Provided entries below:

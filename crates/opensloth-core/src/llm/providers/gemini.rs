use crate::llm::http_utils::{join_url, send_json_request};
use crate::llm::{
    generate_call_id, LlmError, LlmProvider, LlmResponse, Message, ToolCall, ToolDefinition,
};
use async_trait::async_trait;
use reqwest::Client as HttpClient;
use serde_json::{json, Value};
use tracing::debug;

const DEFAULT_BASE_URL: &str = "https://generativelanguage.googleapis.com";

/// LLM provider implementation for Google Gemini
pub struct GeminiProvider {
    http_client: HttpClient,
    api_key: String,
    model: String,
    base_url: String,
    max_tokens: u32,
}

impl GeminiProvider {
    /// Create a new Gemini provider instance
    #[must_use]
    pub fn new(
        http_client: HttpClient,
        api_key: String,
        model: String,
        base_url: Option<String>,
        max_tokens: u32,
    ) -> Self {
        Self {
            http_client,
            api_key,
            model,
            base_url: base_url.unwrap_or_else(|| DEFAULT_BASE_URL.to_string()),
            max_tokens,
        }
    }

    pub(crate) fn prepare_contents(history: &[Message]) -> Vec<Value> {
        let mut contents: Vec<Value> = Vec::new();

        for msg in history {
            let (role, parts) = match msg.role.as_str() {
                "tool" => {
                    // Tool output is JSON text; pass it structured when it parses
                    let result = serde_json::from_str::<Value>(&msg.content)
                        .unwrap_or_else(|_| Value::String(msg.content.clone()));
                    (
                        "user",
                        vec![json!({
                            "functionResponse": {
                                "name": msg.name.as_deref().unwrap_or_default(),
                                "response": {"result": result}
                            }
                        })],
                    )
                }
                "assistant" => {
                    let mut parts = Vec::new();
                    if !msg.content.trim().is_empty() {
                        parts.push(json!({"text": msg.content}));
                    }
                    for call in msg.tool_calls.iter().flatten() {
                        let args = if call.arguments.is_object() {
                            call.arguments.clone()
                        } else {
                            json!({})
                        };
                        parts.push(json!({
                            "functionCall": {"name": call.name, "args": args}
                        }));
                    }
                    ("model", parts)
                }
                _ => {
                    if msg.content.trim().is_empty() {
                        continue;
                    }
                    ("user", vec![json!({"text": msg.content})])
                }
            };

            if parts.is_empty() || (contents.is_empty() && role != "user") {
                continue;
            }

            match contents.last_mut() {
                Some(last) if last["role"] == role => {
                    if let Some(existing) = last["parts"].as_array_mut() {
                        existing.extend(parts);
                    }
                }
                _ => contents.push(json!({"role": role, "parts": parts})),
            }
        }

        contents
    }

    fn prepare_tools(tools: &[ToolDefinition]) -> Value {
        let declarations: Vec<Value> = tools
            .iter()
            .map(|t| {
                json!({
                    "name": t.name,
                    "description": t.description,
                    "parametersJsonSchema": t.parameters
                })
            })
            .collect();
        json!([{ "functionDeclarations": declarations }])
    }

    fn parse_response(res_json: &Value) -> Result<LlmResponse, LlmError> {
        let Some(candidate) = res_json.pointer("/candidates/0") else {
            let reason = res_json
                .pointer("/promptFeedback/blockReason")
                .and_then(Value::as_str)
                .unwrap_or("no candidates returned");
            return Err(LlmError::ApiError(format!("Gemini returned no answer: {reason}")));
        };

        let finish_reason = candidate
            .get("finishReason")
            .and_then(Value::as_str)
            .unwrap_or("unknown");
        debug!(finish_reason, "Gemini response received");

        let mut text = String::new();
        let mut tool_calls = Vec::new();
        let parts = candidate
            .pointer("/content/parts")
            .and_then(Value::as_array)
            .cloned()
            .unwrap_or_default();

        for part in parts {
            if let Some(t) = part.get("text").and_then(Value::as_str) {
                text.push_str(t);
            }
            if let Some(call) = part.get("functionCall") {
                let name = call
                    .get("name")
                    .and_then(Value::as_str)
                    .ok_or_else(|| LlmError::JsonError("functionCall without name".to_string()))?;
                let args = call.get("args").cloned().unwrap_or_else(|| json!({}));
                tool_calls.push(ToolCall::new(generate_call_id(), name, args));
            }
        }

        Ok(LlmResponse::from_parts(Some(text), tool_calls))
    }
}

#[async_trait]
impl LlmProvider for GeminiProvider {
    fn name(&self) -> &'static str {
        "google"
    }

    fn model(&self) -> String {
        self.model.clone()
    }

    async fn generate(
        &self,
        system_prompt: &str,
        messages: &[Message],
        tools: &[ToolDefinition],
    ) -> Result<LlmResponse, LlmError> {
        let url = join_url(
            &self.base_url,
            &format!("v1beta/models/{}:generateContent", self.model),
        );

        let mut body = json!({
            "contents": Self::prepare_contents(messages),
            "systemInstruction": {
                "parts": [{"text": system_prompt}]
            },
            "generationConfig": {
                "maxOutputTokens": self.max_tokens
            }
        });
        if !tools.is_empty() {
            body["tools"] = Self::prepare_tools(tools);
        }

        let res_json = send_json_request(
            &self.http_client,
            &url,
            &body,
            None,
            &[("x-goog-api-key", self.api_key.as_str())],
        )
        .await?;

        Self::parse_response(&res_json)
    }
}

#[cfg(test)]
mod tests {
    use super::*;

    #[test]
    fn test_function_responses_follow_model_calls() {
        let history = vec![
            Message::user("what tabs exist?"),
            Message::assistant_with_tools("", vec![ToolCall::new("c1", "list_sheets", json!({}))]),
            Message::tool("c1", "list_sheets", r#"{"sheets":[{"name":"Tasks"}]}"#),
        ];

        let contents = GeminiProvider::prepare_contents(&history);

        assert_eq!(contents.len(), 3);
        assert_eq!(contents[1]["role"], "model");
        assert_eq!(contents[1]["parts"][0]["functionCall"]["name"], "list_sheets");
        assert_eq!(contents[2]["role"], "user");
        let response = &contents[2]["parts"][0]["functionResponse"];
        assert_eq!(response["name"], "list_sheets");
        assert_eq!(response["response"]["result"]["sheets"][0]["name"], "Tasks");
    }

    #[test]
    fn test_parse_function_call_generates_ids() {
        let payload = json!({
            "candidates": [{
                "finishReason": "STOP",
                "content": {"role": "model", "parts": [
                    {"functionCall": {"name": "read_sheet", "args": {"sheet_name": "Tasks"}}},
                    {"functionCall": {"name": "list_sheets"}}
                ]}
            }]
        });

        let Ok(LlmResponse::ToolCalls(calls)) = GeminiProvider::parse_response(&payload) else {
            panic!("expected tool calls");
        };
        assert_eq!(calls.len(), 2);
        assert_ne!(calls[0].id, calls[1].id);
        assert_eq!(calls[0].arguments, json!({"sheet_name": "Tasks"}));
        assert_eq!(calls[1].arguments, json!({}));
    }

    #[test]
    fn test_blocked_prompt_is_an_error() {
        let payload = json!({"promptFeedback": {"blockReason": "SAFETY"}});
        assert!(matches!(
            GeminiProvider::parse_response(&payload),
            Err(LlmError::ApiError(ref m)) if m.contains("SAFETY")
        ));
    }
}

End of Provided entries.

This exercise calls for every record to be restated word for word.

filename crates/opensloth-core/src/llm/providers/gemini.rs
use crate::llm::http_utils::{join_url, send_json_request};
use crate::llm::{
    generate_call_id, LlmError, LlmProvider, LlmResponse, Message, ToolCall, ToolDefinition,
};
use async_trait::async_trait;
use reqwest::Client as HttpClient;
use serde_json::{json, Value};
use tracing::debug;

const DEFAULT_BASE_URL: &str = "https://generativelanguage.googleapis.com";

/// LLM provider implementation for Google Gemini
pub struct GeminiProvider {
    http_client: HttpClient,
    api_key: String,
    model: String,
    base_url: String,
    max_tokens: u32,
}

impl GeminiProvider {
    /// Create a new Gemini provider instance
    #[must_use]
    pub fn new(
        http_client: HttpClient,
        api_key: String,
        model: String,
        base_url: Option<String>,
        max_tokens: u32,
    ) -> Self {
        Self {
            http_client,
            api_key,
            model,
            base_url: base_url.unwrap_or_else(|| DEFAULT_BASE_URL.to_string()),
            max_tokens,
        }
    }

    pub(crate) fn prepare_contents(history: &[Message]) -> Vec<Value> {
        let mut contents: Vec<Value> = Vec::new();

        for msg in history {
            let (role, parts) = match msg.role.as_str() {
                "tool" => {
                    // Tool output is JSON text; pass it structured when it parses
                    let result = serde_json::from_str::<Value>(&msg.content)
                        .unwrap_or_else(|_| Value::String(msg.content.clone()));
                    (
                        "user",
                        vec![json!({
                            "functionResponse": {
                                "name": msg.name.as_deref().unwrap_or_default(),
                                "response": {"result": result}
                            }
                        })],
                    )
                }
                "assistant" => {
                    let mut parts = Vec::new();
                    if !msg.content.trim().is_empty() {
                        parts.push(json!({"text": msg.content}));
                    }
                    for call in msg.tool_calls.iter().flatten() {
                        let args = if call.arguments.is_object() {
                            call.arguments.clone()
                        } else {
                            json!({})
                        };
                        parts.push(json!({
                            "functionCall": {"name": call.name, "args": args}
                        }));
                    }
                    ("model", parts)
                }
                _ => {
                    if msg.content.trim().is_empty() {
                        continue;
                    }
                    ("user", vec![json!({"text": msg.content})])
                }
            };

            if parts.is_empty() || (contents.is_empty() && role != "user") {
                continue;
            }

            match contents.last_mut() {
                Some(last) if last["role"] == role => {
                    if let Some(existing) = last["parts"].as_array_mut() {
                        existing.extend(parts);
                    }
                }
                _ => contents.push(json!({"role": role, "parts": parts})),
            }
        }

        contents
    }

    fn prepare_tools(tools: &[ToolDefinition]) -> Value {
        let declarations: Vec<Value> = tools
            .iter()
            .map(|t| {
                json!({
                    "name": t.name,
                    "description": t.description,
                    "parametersJsonSchema": t.parameters
                })
            })
            .collect();
        json!([{ "functionDeclarations": declarations }])
    }

    fn parse_response(res_json: &Value) -> Result<LlmResponse, LlmError> {
        let Some(candidate) = res_json.pointer("/candidates/0") else {
            let reason = res_json
                .pointer("/promptFeedback/blockReason")
                .and_then(Value::as_str)
                .unwrap_or("no candidates returned");
            return Err(LlmError::ApiError(format!("Gemini returned no answer: {reason}")));
        };

        let finish_reason = candidate
            .get("finishReason")
            .and_then(Value::as_str)
            .unwrap_or("unknown");
        debug!(finish_reason, "Gemini response received");

        let mut text = String::new();
        let mut tool_calls = Vec::new();
        let parts = candidate
            .pointer("/content/parts")
            .and_then(Value::as_array)
            .cloned()
            .unwrap_or_default();

        for part in parts {
            if let Some(t) = part.get("text").and_then(Value::as_str) {
                text.push_str(t);
            }
            if let Some(call) = part.get("functionCall") {
                let name = call
                    .get("name")
                    .and_then(Value::as_str)
                    .ok_or_else(|| LlmError::JsonError("functionCall without name".to_string()))?;
                let args = call.get("args").cloned().unwrap_or_else(|| json!({}));
                tool_calls.push(ToolCall::new(generate_call_id(), name, args));
            }
        }

        Ok(LlmResponse::from_parts(Some(text), tool_calls))
    }
}

#[async_trait]
impl LlmProvider for GeminiProvider {
    fn name(&self) -> &'static str {
        "google"
    }

    fn model(&self) -> String {
        self.model.clone()
    }

    async fn generate(
        &self,
        system_prompt: &str,
        messages: &[Message],
        tools: &[ToolDefinition],
    ) -> Result<LlmResponse, LlmError> {
        let url = join_url(
            &self.base_url,
            &format!("v1beta/models/{}:generateContent", self.model),
        );

        let mut body = json!({
            "contents": Self::prepare_contents(messages),
            "systemInstruction": {
                "parts": [{"text": system_prompt}]
            },
            "generationConfig": {
                "maxOutputTokens": self.max_tokens
            }
        });
        if !tools.is_empty() {
            body["tools"] = Self::prepare_tools(tools);
        }

        let res_json = send_json_request(
            &self.http_client,
            &url,
            &body,
            None,
            &[("x-goog-api-key", self.api_key.as_str())],
        )
        .await?;

        Self::parse_response(&res_json)
    }
}

#[cfg(test)]
mod tests {
    use super::*;

    #[test]
    fn test_function_responses_follow_model_calls() {
        let history = vec![
            Message::user("what tabs exist?"),
            Message::assistant_with_tools("", vec![ToolCall::new("c1", "list_sheets", json!({}))]),
            Message::tool("c1", "list_sheets", r#"{"sheets":[{"name":"Tasks"}]}"#),
        ];

        let contents = GeminiProvider::prepare_contents(&history);

        assert_eq!(contents.len(), 3);
        assert_eq!(contents[1]["role"], "model");
        assert_eq!(contents[1]["parts"][0]["functionCall"]["name"], "list_sheets");
        assert_eq!(contents[2]["role"], "user");
        let response = &contents[2]["parts"][0]["functionResponse"];
        assert_eq!(response["name"], "list_sheets");
        assert_eq!(response["response"]["result"]["sheets"][0]["name"], "Tasks");
    }

    #[test]
    fn test_parse_function_call_generates_ids() {
        let payload = json!({
            "candidates": [{
                "finishReason": "STOP",
                "content": {"role": "model", "parts": [
                    {"functionCall": {"name": "read_sheet", "args": {"sheet_name": "Tasks"}}},
                    {"functionCall": {"name": "list_sheets"}}
                ]}
            }]
        });

        let Ok(LlmResponse::ToolCalls(calls)) = GeminiProvider::parse_response(&payload) else {
            panic!("expected tool calls");
        };
        assert_eq!(calls.len(), 2);
        assert_ne!(calls[0].id, calls[1].id);
        assert_eq!(calls[0].arguments, json!({"sheet_name": "Tasks"}));
        assert_eq!(calls[1].arguments, json!({}));
    }

    #[test]
    fn test_blocked_prompt_is_an_error() {
        let payload = json!({"promptFeedback": {"blockReason": "SAFETY"}});
        assert!(matches!(
            GeminiProvider::parse_response(&payload),
            Err(LlmError::ApiError(ref m)) if m.contains("SAFETY")
        ));
    }
}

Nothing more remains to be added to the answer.